PROBLEM -
The answer is to be an exact copy of the lines below running from the line with "for the wire." down to the line with "no decimal representation.", both ends included, and nothing more.

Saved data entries

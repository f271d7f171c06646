#![allow(clippy::unwrap_used)]

use masking::{ExposeInterface, Mask, Maskable, PeekInterface, Secret, WithoutType};

#[test]
fn debug_output_is_masked() {
    let api_key: Secret<String> = Secret::new("sk_live_abc123".to_string());
    let printed = format!("{api_key:?}");
    assert!(!printed.contains("sk_live_abc123"));
    assert!(printed.contains("String"));

    let anonymous: Secret<String, WithoutType> = Secret::new("12345678900".to_string());
    assert_eq!(format!("{anonymous:?}"), "*** ***");
}

#[test]
fn peek_and_expose_reveal_the_value() {
    let cpf: Secret<String> = Secret::new("12345678900".to_string());
    assert_eq!(cpf.peek(), "12345678900");
    assert_eq!(cpf.expose(), "12345678900");
}

#[test]
fn secrets_serialize_transparently() {
    #[derive(serde::Serialize)]
    struct Payload {
        cpf_cnpj: Secret<String>,
    }

    let payload = Payload {
        cpf_cnpj: Secret::new("12345678900".to_string()),
    };
    let json = serde_json::to_string(&payload).unwrap();
    assert_eq!(json, r#"{"cpf_cnpj":"12345678900"}"#);
}

#[test]
fn maskable_header_values() {
    let auth: Maskable<String> = "token-value".to_string().into_masked();
    let plain: Maskable<String> = "application/json".to_string().into();

    assert!(!format!("{auth:?}").contains("token-value"));
    assert!(format!("{plain:?}").contains("application/json"));
    assert_eq!(auth.into_inner(), "token-value");
    assert_eq!(plain.into_inner(), "application/json");
}
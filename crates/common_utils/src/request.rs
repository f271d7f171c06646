//! Outbound request model.
//!
//! Adapters describe provider calls as [`Request`] values built with
//! [`RequestBuilder`]; a single dispatch helper turns them into actual
//! HTTP calls. Keeping the description separate from execution keeps the
//! adapters testable without a network.

use masking::Maskable;
use serde::{Deserialize, Serialize};

/// Header list with maskable values, so authorization headers never show
/// up readable in `Debug` output.
pub type Headers = Vec<(String, Maskable<String>)>;

/// HTTP method of an outbound call.
#[derive(
    Clone, Copy, Debug, Eq, PartialEq, Serialize, Deserialize, strum::Display, strum::EnumString,
)]
#[serde(rename_all = "UPPERCASE")]
#[strum(serialize_all = "UPPERCASE")]
pub enum Method {
    /// GET
    Get,
    /// POST
    Post,
    /// PUT
    Put,
    /// DELETE
    Delete,
}

/// A fully described outbound provider call.
///
/// Both providers in this workspace speak JSON, so the body is a JSON
/// value rather than a content-type enum.
#[derive(Debug)]
pub struct Request {
    /// Target URL, including any query string.
    pub url: String,
    /// HTTP method.
    pub method: Method,
    /// Headers, masked where secret.
    pub headers: Headers,
    /// Optional JSON body.
    pub body: Option<serde_json::Value>,
}

/// Builder for [`Request`].
#[derive(Debug)]
pub struct RequestBuilder {
    url: String,
    method: Method,
    headers: Headers,
    body: Option<serde_json::Value>,
}

impl RequestBuilder {
    /// Start a new request description, defaulting to `GET`.
    pub fn new() -> Self {
        Self {
            url: String::new(),
            method: Method::Get,
            headers: Vec::new(),
            body: None,
        }
    }

    /// Set the target URL.
    pub fn url(mut self, url: &str) -> Self {
        self.url = url.to_string();
        self
    }

    /// Set the HTTP method.
    pub fn method(mut self, method: Method) -> Self {
        self.method = method;
        self
    }

    /// Append a batch of headers.
    pub fn headers(mut self, headers: Headers) -> Self {
        self.headers.extend(headers);
        self
    }

    /// Append a single header.
    pub fn header(mut self, name: &str, value: Maskable<String>) -> Self {
        self.headers.push((name.to_string(), value));
        self
    }

    /// Attach a JSON body.
    pub fn set_body(mut self, body: serde_json::Value) -> Self {
        self.body = Some(body);
        self
    }

    /// Finish building.
    pub fn build(self) -> Request {
        Request {
            url: self.url,
            method: self.method,
            headers: self.headers,
            body: self.body,
        }
    }
}

impl Default for RequestBuilder {
    fn default() -> Self {
        Self::new()
    }
}
#![forbid(unsafe_code)]
#![warn(missing_docs)]

//! Utilities shared across the payment gateway crates: error plumbing,
//! typed deserialization helpers, the outbound request model and currency
//! unit types.

pub mod consts;
pub mod errors;
pub mod ext_traits;
pub mod request;
pub mod types;
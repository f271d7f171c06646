#![forbid(unsafe_code)]
#![warn(missing_docs)]

//! Wrapper types and traits for keeping credentials and PII out of logs.
//!
//! A [`Secret`] refuses to reveal its inner value through `Debug`; the
//! masking applied is controlled by a [`Strategy`] type parameter. Access
//! to the inner value is explicit, via [`PeekInterface::peek`] or
//! [`ExposeInterface::expose`].

mod abs;
mod maskable;
mod secret;
mod strategy;

pub use abs::{ExposeInterface, PeekInterface};
pub use maskable::{Mask, Maskable};
pub use secret::Secret;
pub use strategy::{Strategy, WithType, WithoutType};
//! The provider adapter contract.

use common_enums::CanonicalPaymentStatus;
use common_utils::errors::CustomResult;

use crate::{
    errors::GatewayError,
    types::{
        CustomerDetails, CustomerExistence, CustomerLookup, EnrollmentDetails,
        ExternalCustomerRef, ExternalPaymentRef, WebhookOutcome,
    },
};

/// Contract implemented by every billing provider adapter.
///
/// Adapters are strict: provider failures surface as errors. The
/// lenient behaviors the callers rely on — simulation without
/// credentials, degradation of status queries to pending, placeholder
/// customer ids — are layered on uniformly by the simulation-fallback
/// decorator, so the leniency policy lives in exactly one place.
#[async_trait::async_trait]
pub trait PaymentGateway: std::fmt::Debug + Send + Sync {
    /// Stable identifier of the provider, used in logs and id prefixes.
    fn id(&self) -> &'static str;

    /// Whether live credentials are configured. When `false` the
    /// decorator answers from simulation and the adapter is never hit.
    fn has_credentials(&self) -> bool;

    /// Resolve or create the payer at the provider and submit a
    /// payment for the enrollment's amount.
    async fn create_payment(
        &self,
        enrollment: &EnrollmentDetails,
    ) -> CustomResult<ExternalPaymentRef, GatewayError>;

    /// Poll the canonical status of a previously created payment.
    async fn get_payment_status(
        &self,
        external_id: &str,
    ) -> CustomResult<CanonicalPaymentStatus, GatewayError>;

    /// Decode an inbound webhook payload. Strict in every mode: a
    /// payload without an identifiable payment id and status must fail
    /// rather than be acknowledged as a status change.
    fn process_webhook(&self, body: &[u8]) -> CustomResult<WebhookOutcome, GatewayError>;

    /// Register the payer at the provider, checking for an existing
    /// record first so repeated calls never create duplicates.
    async fn register_student(
        &self,
        customer: &CustomerDetails,
    ) -> CustomResult<ExternalCustomerRef, GatewayError>;

    /// Look up whether the payer already has a customer record.
    async fn check_student_exists(
        &self,
        lookup: &CustomerLookup,
    ) -> CustomResult<CustomerExistence, GatewayError>;
}
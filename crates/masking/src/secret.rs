//! The [`Secret`] wrapper type.

use std::{fmt, marker::PhantomData};

use serde::{Deserialize, Deserializer, Serialize, Serializer};

use crate::{
    abs::{ExposeInterface, PeekInterface},
    strategy::{Strategy, WithType},
};

/// A value that is masked when formatted with `Debug`.
///
/// The second type parameter selects the masking [`Strategy`]; the default
/// [`WithType`] prints only the type name of the protected value. Secrets
/// serialize transparently so they can be sent to providers over the wire,
/// but never reveal themselves in log output.
pub struct Secret<S, I = WithType>
where
    I: Strategy<S>,
{
    inner_secret: S,
    masking_strategy: PhantomData<I>,
}

impl<S, I> Secret<S, I>
where
    I: Strategy<S>,
{
    /// Wrap a secret value.
    pub fn new(secret: S) -> Self {
        Self {
            inner_secret: secret,
            masking_strategy: PhantomData,
        }
    }

    /// Map the inner value, keeping it wrapped.
    pub fn map<T>(self, f: impl FnOnce(S) -> T) -> Secret<T> {
        Secret::new(f(self.inner_secret))
    }
}

impl<S, I> PeekInterface<S> for Secret<S, I>
where
    I: Strategy<S>,
{
    fn peek(&self) -> &S {
        &self.inner_secret
    }
}

impl<S, I> ExposeInterface<S> for Secret<S, I>
where
    I: Strategy<S>,
{
    fn expose(self) -> S {
        self.inner_secret
    }
}

impl<S, I> From<S> for Secret<S, I>
where
    I: Strategy<S>,
{
    fn from(secret: S) -> Self {
        Self::new(secret)
    }
}

impl<S: Clone, I> Clone for Secret<S, I>
where
    I: Strategy<S>,
{
    fn clone(&self) -> Self {
        Self::new(self.inner_secret.clone())
    }
}

impl<S: PartialEq, I> PartialEq for Secret<S, I>
where
    I: Strategy<S>,
{
    fn eq(&self, other: &Self) -> bool {
        self.peek() == other.peek()
    }
}

impl<S: Eq, I> Eq for Secret<S, I> where I: Strategy<S> {}

impl<S, I> fmt::Debug for Secret<S, I>
where
    I: Strategy<S>,
{
    fn fmt(&self, f: &mut fmt::Formatter<'_>) -> fmt::Result {
        I::fmt(&self.inner_secret, f)
    }
}

impl<S: Default, I> Default for Secret<S, I>
where
    I: Strategy<S>,
{
    fn default() -> Self {
        Self::new(S::default())
    }
}

impl<S: Serialize, I> Serialize for Secret<S, I>
where
    I: Strategy<S>,
{
    fn serialize<T: Serializer>(&self, serializer: T) -> Result<T::Ok, T::Error> {
        self.peek().serialize(serializer)
    }
}

impl<'de, S: Deserialize<'de>, I> Deserialize<'de> for Secret<S, I>
where
    I: Strategy<S>,
{
    fn deserialize<D: Deserializer<'de>>(deserializer: D) -> Result<Self, D::Error> {
        S::deserialize(deserializer).map(Self::new)
    }
}
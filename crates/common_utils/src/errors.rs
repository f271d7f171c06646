//! Errors and error specific types for universal use.

/// Type alias for `Result<T, error_stack::Report<E>>`, allowing error
/// context to be attached and transformed with [`error_stack::ResultExt`].
pub type CustomResult<T, E> = error_stack::Result<T, E>;

/// Parsing errors raised while interpreting provider bytes.
#[derive(Debug, thiserror::Error)]
pub enum ParsingError {
    /// Failed to deserialize a typed structure from raw bytes.
    #[error("Failed to parse {0} from the provider response")]
    StructParseFailure(&'static str),
    /// Failed to serialize a value for the wire.
    #[error("Failed to serialize {0}")]
    EncodeError(&'static str),
}

/// Errors raised while converting between major and minor currency units.
#[derive(Debug, thiserror::Error)]
pub enum AmountConversionError {
    /// The floating point amount has no decimal representation.
    #[error("Amount {0} is not representable as a decimal value")]
    NotRepresentable(f64),
    /// The converted amount does not fit the target integer type.
    #[error("Amount {0} overflows the minor unit range")]
    Overflow(f64),
}

/// Validation errors for data arriving from collaborators.
#[derive(Debug, thiserror::Error)]
pub enum ValidationError {
    /// A required field was absent.
    #[error("Missing required field: {field_name}")]
    MissingRequiredField {
        /// Name of the absent field.
        field_name: &'static str,
    },
    /// A field held a value outside its domain.
    #[error("Incorrect value provided for field: {field_name}")]
    IncorrectValueProvided {
        /// Name of the offending field.
        field_name: &'static str,
    },
}
//! Canonical enums of the payment subsystem.

use serde::{Deserialize, Serialize};

/// The internal payment state every provider-specific status is
/// normalized into.
///
/// Unknown or unmapped provider statuses must resolve to
/// [`PendingPayment`](Self::PendingPayment): the fail-safe default is to
/// under-report success, never to report a charge as confirmed.
#[derive(
    Clone,
    Copy,
    Debug,
    Default,
    Eq,
    Hash,
    PartialEq,
    Serialize,
    Deserialize,
    strum::Display,
    strum::EnumString,
)]
#[serde(rename_all = "snake_case")]
#[strum(serialize_all = "snake_case")]
pub enum CanonicalPaymentStatus {
    /// Payment confirmed, enrollment is active.
    Active,
    /// Awaiting payment, or status could not be determined.
    #[default]
    PendingPayment,
    /// Payment overdue or expired.
    Suspended,
    /// Payment refunded, charged back or deleted.
    Cancelled,
}

/// Payment method requested on the enrollment.
#[derive(
    Clone,
    Copy,
    Debug,
    Default,
    Eq,
    PartialEq,
    Serialize,
    Deserialize,
    strum::Display,
    strum::EnumString,
)]
#[serde(rename_all = "snake_case")]
#[strum(serialize_all = "snake_case")]
pub enum PaymentMethod {
    /// Brazilian bank slip, the default billing type.
    #[default]
    Boleto,
    /// Credit card.
    CreditCard,
    /// Pix instant transfer.
    Pix,
}

/// Supported billing providers.
#[derive(
    Clone,
    Copy,
    Debug,
    Eq,
    PartialEq,
    Serialize,
    Deserialize,
    strum::Display,
    strum::EnumString,
    strum::EnumIter,
)]
#[serde(rename_all = "snake_case")]
#[strum(serialize_all = "snake_case", ascii_case_insensitive)]
pub enum GatewayKind {
    /// Asaas, authenticated with a static API key.
    Asaas,
    /// Lytex, authenticated with a client-credentials bearer token.
    Lytex,
}
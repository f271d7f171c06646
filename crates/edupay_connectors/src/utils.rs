//! Dispatch of described requests over HTTP.

use std::time::Duration;

use common_utils::{
    consts,
    errors::CustomResult,
    request::{Method, Request},
};
use edupay_env::logger;
use edupay_interfaces::{errors::GatewayError, types::Response};
use error_stack::{IntoReport, ResultExt};

/// Execute a described [`Request`] and collect the raw reply.
///
/// Transport failures and timeouts map to
/// [`GatewayError::RequestDispatchFailed`]; the status code is not
/// interpreted here, callers decide through [`ensure_success`].
pub async fn send_request(
    client: &reqwest::Client,
    request: Request,
) -> CustomResult<Response, GatewayError> {
    logger::info!(method = %request.method, url = %request.url, "calling billing provider");

    let method = match request.method {
        Method::Get => reqwest::Method::GET,
        Method::Post => reqwest::Method::POST,
        Method::Put => reqwest::Method::PUT,
        Method::Delete => reqwest::Method::DELETE,
    };

    let mut builder = client
        .request(method, &request.url)
        .timeout(Duration::from_secs(consts::REQUEST_TIMEOUT_SECS));
    for (name, value) in request.headers {
        builder = builder.header(&name, value.into_inner());
    }
    if let Some(body) = request.body {
        builder = builder.json(&body);
    }

    let reply = builder
        .send()
        .await
        .into_report()
        .change_context(GatewayError::RequestDispatchFailed)?;
    let status_code = reply.status().as_u16();
    let body = reply
        .bytes()
        .await
        .into_report()
        .change_context(GatewayError::RequestDispatchFailed)?;

    Ok(Response {
        status_code,
        response: body,
    })
}

/// Accept 2xx replies, turn anything else into
/// [`GatewayError::UnexpectedResponse`] with the body attached for
/// diagnosis.
pub fn ensure_success(response: Response) -> CustomResult<Response, GatewayError> {
    if (200..300).contains(&response.status_code) {
        Ok(response)
    } else {
        let body = String::from_utf8_lossy(&response.response).into_owned();
        logger::warn!(
            status_code = response.status_code,
            body = %body,
            "provider returned an error status"
        );
        Err(GatewayError::UnexpectedResponse {
            status_code: response.status_code,
        })
        .into_report()
        .attach_printable(body)
    }
}

/// Build a query string from key/value pairs, percent-encoding values.
pub fn encode_query(pairs: &[(&str, &str)]) -> String {
    let mut serializer = url::form_urlencoded::Serializer::new(String::new());
    for (key, value) in pairs {
        serializer.append_pair(key, value);
    }
    serializer.finish()
}
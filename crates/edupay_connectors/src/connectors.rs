pub mod asaas;
pub mod lytex;

use std::str::FromStr;

use common_enums::GatewayKind;
use common_utils::errors::CustomResult;
use edupay_interfaces::{api::PaymentGateway, configs::Settings, errors::GatewayError};

pub use self::{asaas::Asaas, lytex::Lytex};
use crate::simulation::SimulationFallback;

/// Build the adapter for a provider, wrapped in the simulation policy.
///
/// Names are matched case-insensitively. Asaas keeps creation failures
/// strict; Lytex falls back to a simulated payment when live creation
/// fails, its sandbox being too flaky to gate enrollment on.
pub fn create_payment_gateway(
    name: &str,
    settings: &Settings,
) -> CustomResult<Box<dyn PaymentGateway>, GatewayError> {
    let kind = GatewayKind::from_str(name).map_err(|_| GatewayError::UnknownGateway {
        name: name.to_string(),
    })?;
    let client = reqwest::Client::new();

    Ok(match kind {
        GatewayKind::Asaas => Box::new(SimulationFallback::new(
            Asaas::new(settings.asaas.clone(), client),
            false,
        )),
        GatewayKind::Lytex => Box::new(SimulationFallback::new(
            Lytex::new(settings.lytex.clone(), client),
            true,
        )),
    })
}

#[cfg(test)]
#[allow(clippy::unwrap_used)]
mod tests {
    use super::*;

    #[test]
    fn gateway_names_match_case_insensitively() {
        let settings = Settings::default();
        assert_eq!(create_payment_gateway("asaas", &settings).unwrap().id(), "asaas");
        assert_eq!(create_payment_gateway("Lytex", &settings).unwrap().id(), "lytex");
        assert_eq!(create_payment_gateway("ASAAS", &settings).unwrap().id(), "asaas");
    }

    #[test]
    fn unknown_names_are_rejected() {
        let error = create_payment_gateway("stripe", &Settings::default()).unwrap_err();
        assert!(matches!(
            error.current_context(),
            GatewayError::UnknownGateway { name } if name == "stripe"
        ));
    }
}
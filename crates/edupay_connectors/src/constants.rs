//! Header names used by the provider adapters.

pub(crate) mod headers {
    pub(crate) const AUTHORIZATION: &str = "Authorization";
    pub(crate) const CONTENT_TYPE: &str = "Content-Type";
    /// Asaas authenticates with a bare `access_token` header rather
    /// than an `Authorization` scheme.
    pub(crate) const ASAAS_ACCESS_TOKEN: &str = "access_token";
}
//! Wire types and status tables of the Asaas REST API.

use common_enums::{CanonicalPaymentStatus, PaymentMethod};
use edupay_interfaces::{
    configs::AsaasSettings,
    errors::GatewayError,
    types::{CustomerDetails, EnrollmentDetails, ExternalPaymentRef, WebhookOutcome},
};
use masking::Secret;
use serde::{Deserialize, Serialize};

pub struct AsaasAuthType {
    pub api_key: Secret<String>,
}

impl TryFrom<&AsaasSettings> for AsaasAuthType {
    type Error = error_stack::Report<GatewayError>;

    fn try_from(settings: &AsaasSettings) -> Result<Self, Self::Error> {
        settings
            .api_key
            .clone()
            .map(|api_key| Self { api_key })
            .ok_or_else(|| GatewayError::FailedToObtainAuthType.into())
    }
}

/// Billing type submitted on payment creation, passed through from the
/// enrollment's requested method, defaulting to boleto.
#[derive(Clone, Copy, Debug, Default, Eq, PartialEq, Serialize, Deserialize)]
#[serde(rename_all = "SCREAMING_SNAKE_CASE")]
pub enum AsaasBillingType {
    #[default]
    Boleto,
    CreditCard,
    Pix,
}

impl From<PaymentMethod> for AsaasBillingType {
    fn from(method: PaymentMethod) -> Self {
        match method {
            PaymentMethod::Boleto => Self::Boleto,
            PaymentMethod::CreditCard => Self::CreditCard,
            PaymentMethod::Pix => Self::Pix,
        }
    }
}

#[derive(Debug, Serialize)]
#[serde(rename_all = "camelCase")]
pub struct AsaasCustomerRequest {
    pub name: String,
    pub email: String,
    #[serde(skip_serializing_if = "Option::is_none")]
    pub cpf_cnpj: Option<Secret<String>>,
    #[serde(skip_serializing_if = "Option::is_none")]
    pub external_reference: Option<String>,
}

impl From<&CustomerDetails> for AsaasCustomerRequest {
    fn from(customer: &CustomerDetails) -> Self {
        Self {
            name: customer.full_name.clone(),
            email: customer.email.clone(),
            cpf_cnpj: customer.cpf.clone(),
            external_reference: Some(customer.id.clone()),
        }
    }
}

#[derive(Clone, Debug, Serialize, Deserialize)]
pub struct AsaasCustomer {
    pub id: String,
}

/// Reply of `GET /customers`, a paginated listing filtered by the query.
#[derive(Debug, Serialize, Deserialize)]
pub struct AsaasCustomerListResponse {
    #[serde(default)]
    pub data: Vec<AsaasCustomer>,
}

#[derive(Debug, Serialize)]
#[serde(rename_all = "camelCase")]
pub struct AsaasPaymentRequest {
    pub customer: String,
    pub billing_type: AsaasBillingType,
    /// Asaas takes decimal major units, not cents.
    pub value: f64,
    pub due_date: String,
    pub description: String,
    pub external_reference: String,
}

impl AsaasPaymentRequest {
    pub fn new(enrollment: &EnrollmentDetails, customer_id: &str, due_date: String) -> Self {
        Self {
            customer: customer_id.to_string(),
            billing_type: enrollment.payment_method.unwrap_or_default().into(),
            value: enrollment.amount.get_amount_as_f64(),
            due_date,
            description: format!("Matrícula {} - {}", enrollment.code, enrollment.course.name),
            external_reference: enrollment.code.clone(),
        }
    }
}

#[derive(Clone, Copy, Debug, Eq, PartialEq, Serialize, Deserialize)]
#[serde(rename_all = "SCREAMING_SNAKE_CASE")]
pub enum AsaasPaymentStatus {
    Confirmed,
    Received,
    ReceivedInCash,
    Pending,
    Awaiting,
    Overdue,
    Refunded,
    ChargebackRequested,
    ChargebackDispute,
    ChargebackReversed,
    Deleted,
    #[serde(other)]
    Unknown,
}

impl From<AsaasPaymentStatus> for CanonicalPaymentStatus {
    fn from(status: AsaasPaymentStatus) -> Self {
        match status {
            AsaasPaymentStatus::Confirmed
            | AsaasPaymentStatus::Received
            | AsaasPaymentStatus::ReceivedInCash => Self::Active,
            AsaasPaymentStatus::Pending | AsaasPaymentStatus::Awaiting => Self::PendingPayment,
            AsaasPaymentStatus::Overdue => Self::Suspended,
            AsaasPaymentStatus::Refunded
            | AsaasPaymentStatus::ChargebackRequested
            | AsaasPaymentStatus::ChargebackDispute
            | AsaasPaymentStatus::ChargebackReversed
            | AsaasPaymentStatus::Deleted => Self::Cancelled,
            AsaasPaymentStatus::Unknown => Self::PendingPayment,
        }
    }
}

#[derive(Debug, Serialize, Deserialize)]
#[serde(rename_all = "camelCase")]
pub struct AsaasPaymentResponse {
    pub id: String,
    pub status: AsaasPaymentStatus,
    pub invoice_url: Option<String>,
    pub bank_slip_url: Option<String>,
}

impl TryFrom<AsaasPaymentResponse> for ExternalPaymentRef {
    type Error = error_stack::Report<GatewayError>;

    fn try_from(response: AsaasPaymentResponse) -> Result<Self, Self::Error> {
        let payment_url = response
            .invoice_url
            .or(response.bank_slip_url)
            .ok_or(GatewayError::MissingRequiredField {
                field_name: "invoiceUrl",
            })?;
        Ok(Self {
            external_id: response.id,
            payment_url,
        })
    }
}

#[derive(Clone, Copy, Debug, Eq, PartialEq, Serialize, Deserialize)]
#[serde(rename_all = "SCREAMING_SNAKE_CASE")]
pub enum AsaasWebhookEvent {
    PaymentConfirmed,
    PaymentReceived,
    PaymentOverdue,
    PaymentDeleted,
    PaymentRefunded,
    #[serde(other)]
    Unknown,
}

impl From<AsaasWebhookEvent> for CanonicalPaymentStatus {
    fn from(event: AsaasWebhookEvent) -> Self {
        match event {
            AsaasWebhookEvent::PaymentConfirmed | AsaasWebhookEvent::PaymentReceived => {
                Self::Active
            }
            AsaasWebhookEvent::PaymentOverdue => Self::Suspended,
            AsaasWebhookEvent::PaymentDeleted | AsaasWebhookEvent::PaymentRefunded => {
                Self::Cancelled
            }
            AsaasWebhookEvent::Unknown => Self::PendingPayment,
        }
    }
}

/// Asaas posts `{ "event": ..., "payment": { "id": ... } }`; both fields
/// are required for the notification to be interpretable.
#[derive(Debug, Serialize, Deserialize)]
pub struct AsaasWebhookBody {
    pub event: AsaasWebhookEvent,
    pub payment: AsaasWebhookPayment,
}

#[derive(Debug, Serialize, Deserialize)]
pub struct AsaasWebhookPayment {
    pub id: String,
}

impl From<AsaasWebhookBody> for WebhookOutcome {
    fn from(body: AsaasWebhookBody) -> Self {
        Self {
            status: body.event.into(),
            external_id: body.payment.id,
        }
    }
}

#[cfg(test)]
#[allow(clippy::unwrap_used)]
mod tests {
    use super::*;

    fn status_of(raw: &str) -> CanonicalPaymentStatus {
        let status: AsaasPaymentStatus =
            serde_json::from_value(serde_json::Value::String(raw.to_string())).unwrap();
        status.into()
    }

    #[test]
    fn payment_statuses_map_to_the_documented_canonical_values() {
        for raw in ["CONFIRMED", "RECEIVED", "RECEIVED_IN_CASH"] {
            assert_eq!(status_of(raw), CanonicalPaymentStatus::Active, "{raw}");
        }
        for raw in ["PENDING", "AWAITING"] {
            assert_eq!(status_of(raw), CanonicalPaymentStatus::PendingPayment, "{raw}");
        }
        assert_eq!(status_of("OVERDUE"), CanonicalPaymentStatus::Suspended);
        for raw in [
            "REFUNDED",
            "CHARGEBACK_REQUESTED",
            "CHARGEBACK_DISPUTE",
            "CHARGEBACK_REVERSED",
            "DELETED",
        ] {
            assert_eq!(status_of(raw), CanonicalPaymentStatus::Cancelled, "{raw}");
        }
    }

    #[test]
    fn unmapped_statuses_default_to_pending() {
        assert_eq!(
            status_of("AWAITING_RISK_ANALYSIS"),
            CanonicalPaymentStatus::PendingPayment
        );
        assert_eq!(status_of(""), CanonicalPaymentStatus::PendingPayment);
    }

    #[test]
    fn webhook_events_mirror_the_status_table() {
        let cases = [
            ("PAYMENT_CONFIRMED", CanonicalPaymentStatus::Active),
            ("PAYMENT_RECEIVED", CanonicalPaymentStatus::Active),
            ("PAYMENT_OVERDUE", CanonicalPaymentStatus::Suspended),
            ("PAYMENT_DELETED", CanonicalPaymentStatus::Cancelled),
            ("PAYMENT_REFUNDED", CanonicalPaymentStatus::Cancelled),
            ("PAYMENT_CREATED", CanonicalPaymentStatus::PendingPayment),
        ];
        for (raw, expected) in cases {
            let event: AsaasWebhookEvent =
                serde_json::from_value(serde_json::Value::String(raw.to_string())).unwrap();
            assert_eq!(CanonicalPaymentStatus::from(event), expected, "{raw}");
        }
    }

    #[test]
    fn payment_response_requires_a_payer_facing_url() {
        let response = AsaasPaymentResponse {
            id: "pay_1".to_string(),
            status: AsaasPaymentStatus::Pending,
            invoice_url: None,
            bank_slip_url: Some("https://asaas/slip".to_string()),
        };
        let reference = ExternalPaymentRef::try_from(response).unwrap();
        assert_eq!(reference.payment_url, "https://asaas/slip");

        let bare = AsaasPaymentResponse {
            id: "pay_1".to_string(),
            status: AsaasPaymentStatus::Pending,
            invoice_url: None,
            bank_slip_url: None,
        };
        assert!(ExternalPaymentRef::try_from(bare).is_err());
    }

    #[test]
    fn billing_type_defaults_to_boleto() {
        assert_eq!(AsaasBillingType::default(), AsaasBillingType::Boleto);
        assert_eq!(
            AsaasBillingType::from(PaymentMethod::Pix),
            AsaasBillingType::Pix
        );
        assert_eq!(
            serde_json::to_string(&AsaasBillingType::CreditCard).unwrap(),
            r#""CREDIT_CARD""#
        );
    }
}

FINISHED TASK -
    /// Failed to serialize a value for the wire.
    #[error("Failed to serialize {0}")]
    EncodeError(&'static str),
}

/// Errors raised while converting between major and minor currency units.
#[derive(Debug, thiserror::Error)]
pub enum AmountConversionError {
    /// The floating point amount has no decimal representation.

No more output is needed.